Впереди этой траурной колонны двое в гимнастерках, перетянутых ремнями с портупеей, с наганами на правом боку. Тот, что повыше, — Аркадий Кононов, начальник Алапаевской уездной милиции, второй, похоже, волостной военком Долганов.
Еще совсем недавно, сразу после первомайского митинга, начальник милиции Аркадий Кононов, расхаживая по скрипучим половицам своего кабинета, рассказывал круглолицему, с лихо закрученными усами Рудакову о положении в Топорковской волости. Убитые, о которых докладывает старший милиционер Беленков, не первые жертвы бандитов, а добраться до этих бандитов милиция пока не может.

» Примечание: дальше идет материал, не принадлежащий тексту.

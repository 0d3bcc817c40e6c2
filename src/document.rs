//! Payload documents - YAML → Payload
//!
//! ```yaml
//! entries:
//!   p1: 1                                      # immediate value
//!   p2: { value: 2, delay_ms: 10 }             # deferred value
//!   p3: { reject: "timeout", delay_ms: 20 }    # deferred rejection
//!   p4: { inject: [p2], op: sum, add: 1 }      # dependent producer
//! ```
//!
//! Built-in ops: `sum`, `concat`, `collect`, `fail`. Every producer may carry
//! `delay_ms`. Objects without `inject`, or other than exactly `value`/`reject`
//! plus `delay_ms`, are plain values.

use std::sync::Arc;
use std::time::Duration;

use indexmap::IndexMap;
use serde::Deserialize;
use serde_json::{Map, Value};

use crate::error::{Rejection, Result, StagehandError};
use crate::payload::{deferred, inject, ready, Args, Entry, Outcome, Payload};

/// Parsed document: ordered raw entries
#[derive(Debug, Clone, Deserialize, PartialEq)]
pub struct PayloadDocument {
    #[serde(default)]
    pub entries: IndexMap<String, Value>,
}

/// Built-in producer operation
#[derive(Debug, Clone, PartialEq)]
pub enum Op {
    /// Numeric sum of every argument plus `add`; `null` counts as zero
    Sum { add: f64 },
    /// String arguments joined with `sep`; other values use their JSON text
    Concat { sep: String },
    /// Array of every argument
    Collect,
    /// Reject with `message`
    Fail { message: String },
}

impl Op {
    pub fn apply(&self, args: &Args) -> Outcome {
        match self {
            Op::Sum { add } => {
                let mut total = *add;
                for (index, value) in args.iter().enumerate() {
                    total += match value {
                        Value::Null => 0.0,
                        other => other.as_f64().ok_or_else(|| {
                            Rejection::from(format!("sum: argument {} is not a number", index))
                        })?,
                    };
                }
                Ok(number(total))
            }
            Op::Concat { sep } => {
                let parts: Vec<String> = args
                    .iter()
                    .map(|value| match value {
                        Value::String(s) => s.clone(),
                        Value::Null => String::new(),
                        other => other.to_string(),
                    })
                    .collect();
                Ok(Value::String(parts.join(sep)))
            }
            Op::Collect => Ok(Value::Array(args.as_slice().to_vec())),
            Op::Fail { message } => Err(Rejection::from(message.as_str())),
        }
    }
}

/// Integral sums stay integers
fn number(total: f64) -> Value {
    if total.fract() == 0.0 && total.abs() < i64::MAX as f64 {
        Value::from(total as i64)
    } else {
        serde_json::Number::from_f64(total)
            .map(Value::Number)
            .unwrap_or(Value::Null)
    }
}

#[derive(Debug, Deserialize)]
#[serde(deny_unknown_fields)]
struct ProducerSpec {
    inject: Vec<String>,
    op: String,
    #[serde(default)]
    add: Option<f64>,
    #[serde(default)]
    sep: Option<String>,
    #[serde(default)]
    message: Option<String>,
    #[serde(default)]
    delay_ms: Option<u64>,
}

impl PayloadDocument {
    pub fn from_yaml(yaml: &str) -> Result<Self> {
        serde_yaml::from_str(yaml).map_err(|e| StagehandError::ParseError {
            details: e.to_string(),
        })
    }

    /// Build the payload, validating every producer entry
    pub fn into_payload(self) -> Result<Payload> {
        let mut payload = Payload::with_capacity(self.entries.len());
        for (key, raw) in self.entries {
            let entry = build_entry(&key, raw)?;
            payload.insert(key, entry);
        }
        Ok(payload)
    }
}

fn build_entry(key: &str, raw: Value) -> Result<Entry> {
    let Value::Object(map) = raw else {
        return Ok(ready(raw));
    };

    if map.contains_key("inject") {
        return build_producer(key, map);
    }

    match deferred_parts(&map) {
        Some((outcome, delay)) => Ok(deferred(async move {
            tokio::time::sleep(delay).await;
            outcome
        })),
        None => Ok(ready(Value::Object(map))),
    }
}

/// `{value, delay_ms}` or `{reject, delay_ms}`
fn deferred_parts(map: &Map<String, Value>) -> Option<(Outcome, Duration)> {
    if map.len() != 2 {
        return None;
    }
    let delay = Duration::from_millis(map.get("delay_ms")?.as_u64()?);
    if let Some(value) = map.get("value") {
        return Some((Ok(value.clone()), delay));
    }
    map.get("reject")
        .map(|reason| (Err(Rejection::new(reason.clone())), delay))
}

fn build_producer(key: &str, map: Map<String, Value>) -> Result<Entry> {
    let spec: ProducerSpec =
        serde_json::from_value(Value::Object(map)).map_err(|e| StagehandError::InvalidDocument {
            key: key.to_string(),
            reason: e.to_string(),
        })?;

    let op = match spec.op.as_str() {
        "sum" => Op::Sum {
            add: spec.add.unwrap_or(0.0),
        },
        "concat" => Op::Concat {
            sep: spec.sep.unwrap_or_default(),
        },
        "collect" => Op::Collect,
        "fail" => Op::Fail {
            message: spec.message.unwrap_or_else(|| format!("{} failed", key)),
        },
        other => {
            return Err(StagehandError::UnknownOp {
                key: key.to_string(),
                op: other.to_string(),
            })
        }
    };

    let op = Arc::new(op);
    let delay = spec.delay_ms.map(Duration::from_millis);
    Ok(inject(move |args: Args| {
        let op = Arc::clone(&op);
        async move {
            if let Some(delay) = delay {
                tokio::time::sleep(delay).await;
            }
            op.apply(&args)
        }
    })
    .on(&spec.inject))
}
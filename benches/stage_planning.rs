//! Benchmark: Stage Planning
//!
//! Measures StagePlan construction and staged resolution.
//! Run: cargo bench --bench stage_planning

use criterion::{black_box, criterion_group, criterion_main, BenchmarkId, Criterion};
use serde_json::{json, Value};
use stagehand::{inject_fn, ready, Args, Payload, Resolver, StagePlan};

fn first_plus_one(args: Args) -> stagehand::payload::Outcome {
    Ok(json!(args.get(0).as_i64().unwrap_or(0) + 1))
}

/// Generate a chain: k0 <- k1 <- k2 <- ...
fn generate_chain(size: usize) -> Payload {
    let mut payload = Payload::with_capacity(size);
    payload.insert("k0", ready(0));
    for i in 1..size {
        payload.insert(
            format!("k{}", i),
            inject_fn(first_plus_one).on([format!("k{}", i - 1)]),
        );
    }
    payload
}

/// Generate a diamond: source -> (middle_*) -> sink
fn generate_diamond(width: usize) -> Payload {
    let middles: Vec<String> = (0..width).map(|i| format!("middle_{}", i)).collect();
    let mut payload = Payload::with_capacity(width + 2);
    payload.insert("source", ready(1));
    for name in &middles {
        payload.insert(name.as_str(), inject_fn(first_plus_one).on(["source"]));
    }
    payload.insert(
        "sink",
        inject_fn(|args| Ok(json!(args.len()))).on(&middles),
    );
    payload
}

/// Generate a wide payload of independent values
fn generate_parallel(size: usize) -> Payload {
    (0..size)
        .map(|i| (format!("k{}", i), ready(Value::from(i as u64))))
        .collect()
}

fn bench_plan_construction(c: &mut Criterion) {
    let mut group = c.benchmark_group("stage_plan_build");

    for size in [10, 50, 100, 250].iter() {
        let payload = generate_chain(*size);
        group.bench_with_input(BenchmarkId::new("chain", size), &payload, |b, p| {
            b.iter(|| black_box(StagePlan::build(black_box(p))));
        });
    }

    for width in [10, 50, 100].iter() {
        let payload = generate_diamond(*width);
        group.bench_with_input(BenchmarkId::new("diamond", width), &payload, |b, p| {
            b.iter(|| black_box(StagePlan::build(black_box(p))));
        });
    }

    for size in [10, 100, 1000].iter() {
        let payload = generate_parallel(*size);
        group.bench_with_input(BenchmarkId::new("parallel", size), &payload, |b, p| {
            b.iter(|| black_box(StagePlan::build(black_box(p))));
        });
    }

    group.finish();
}

fn bench_resolution(c: &mut Criterion) {
    let rt = tokio::runtime::Runtime::new().unwrap();
    let resolver = Resolver::default();
    let mut group = c.benchmark_group("resolve");

    for size in [10, 50].iter() {
        group.bench_with_input(BenchmarkId::new("chain", size), size, |b, &n| {
            b.to_async(&rt)
                .iter(|| async { black_box(resolver.run(generate_chain(n), &[]).await) });
        });
    }

    for width in [10, 100].iter() {
        group.bench_with_input(BenchmarkId::new("diamond", width), width, |b, &n| {
            b.to_async(&rt)
                .iter(|| async { black_box(resolver.run(generate_diamond(n), &[]).await) });
        });
    }

    group.finish();
}

criterion_group!(benches, bench_plan_construction, bench_resolution);
criterion_main!(benches);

— Ты же знаешь, какая буза охватила Топорковскую волость, — говорил Кононов. — Военком там Федот Долганов — мужик стоящий, но что он сделает, когда людей кот наплакал. И милиция сразу трех потеряла… Ваську Толмачева сыщите да Афоню Мугайского. Мои ребята сообщают, что в их бандах за четыре сотни перевалило. Надо разагитировать молодых и бородатых дураков, чтобы отлепились от них. Бедняков малосознательных в шайках много, обещай от имени Советской власти — карать не будем, простим. Ну а всяких Иконниковых да Берестневых, что с Колчаком ходили… Придется рубить — так руби до самой сидячки.
За окном голубое безоблачное небо, буйно зеленеет в палисаднике крыжовник, начинает и тополь расправлять маслянистые клейкие листочки… Сознавал Рудаков — надо ехать. Но как быть с дочкой? Восемь лет всего. Клава на последнем месяце беременности. Куда определить? Спросить Кононова? Он и так все знает, а посоветовать… Что он посоветует?
— Когда ехать? — поднялся Рудаков.
— А вот подпишу мандат, пришлепну печать — и в дорогу. Возьмешь с собой пятнадцать человек — милиционеров и красноармейцев из комиссии по борьбе с дезертирством. Весь мой конный резерв. Не расчихвостишь банду, загубишь людей, тогда… Сам понимаешь. До Алапаевска могут добраться.
Уже в десятых числах мая Рудаков выступил против банды, расположившейся вдоль реки Вязовки. Колчаковского унтера Афанасия Мугайского кто-то известил о прочесывании леса отрядом Рудакова, и тот готовился к встрече, но серьезного сопротивления оказать не мог. Рудакову удалось распылить главные силы банды. Часть крестьян — в основном молодые парни из окрестных деревень — побросали оружие, сдались на милость милиции. Афанасию Мугайскому удалось скрыться. Он добрался до деревни Берестнево, оттуда связные доставили его в расположение Василия Толмачева.
Рудаков с волостным военкомом Федором Долгановым еще несколько дней прочесывали Вязовский лес. То тут, то там обнаруживали поспешно брошенные землянки. Кто-то увязался за Мугайским и перебрался в банду Толмачева, кто-то навострил лапти в родную деревню: пропади она пропадом, война эта. Вон уже трава до колен, сено косить надо, а там и до жатвы недалеко…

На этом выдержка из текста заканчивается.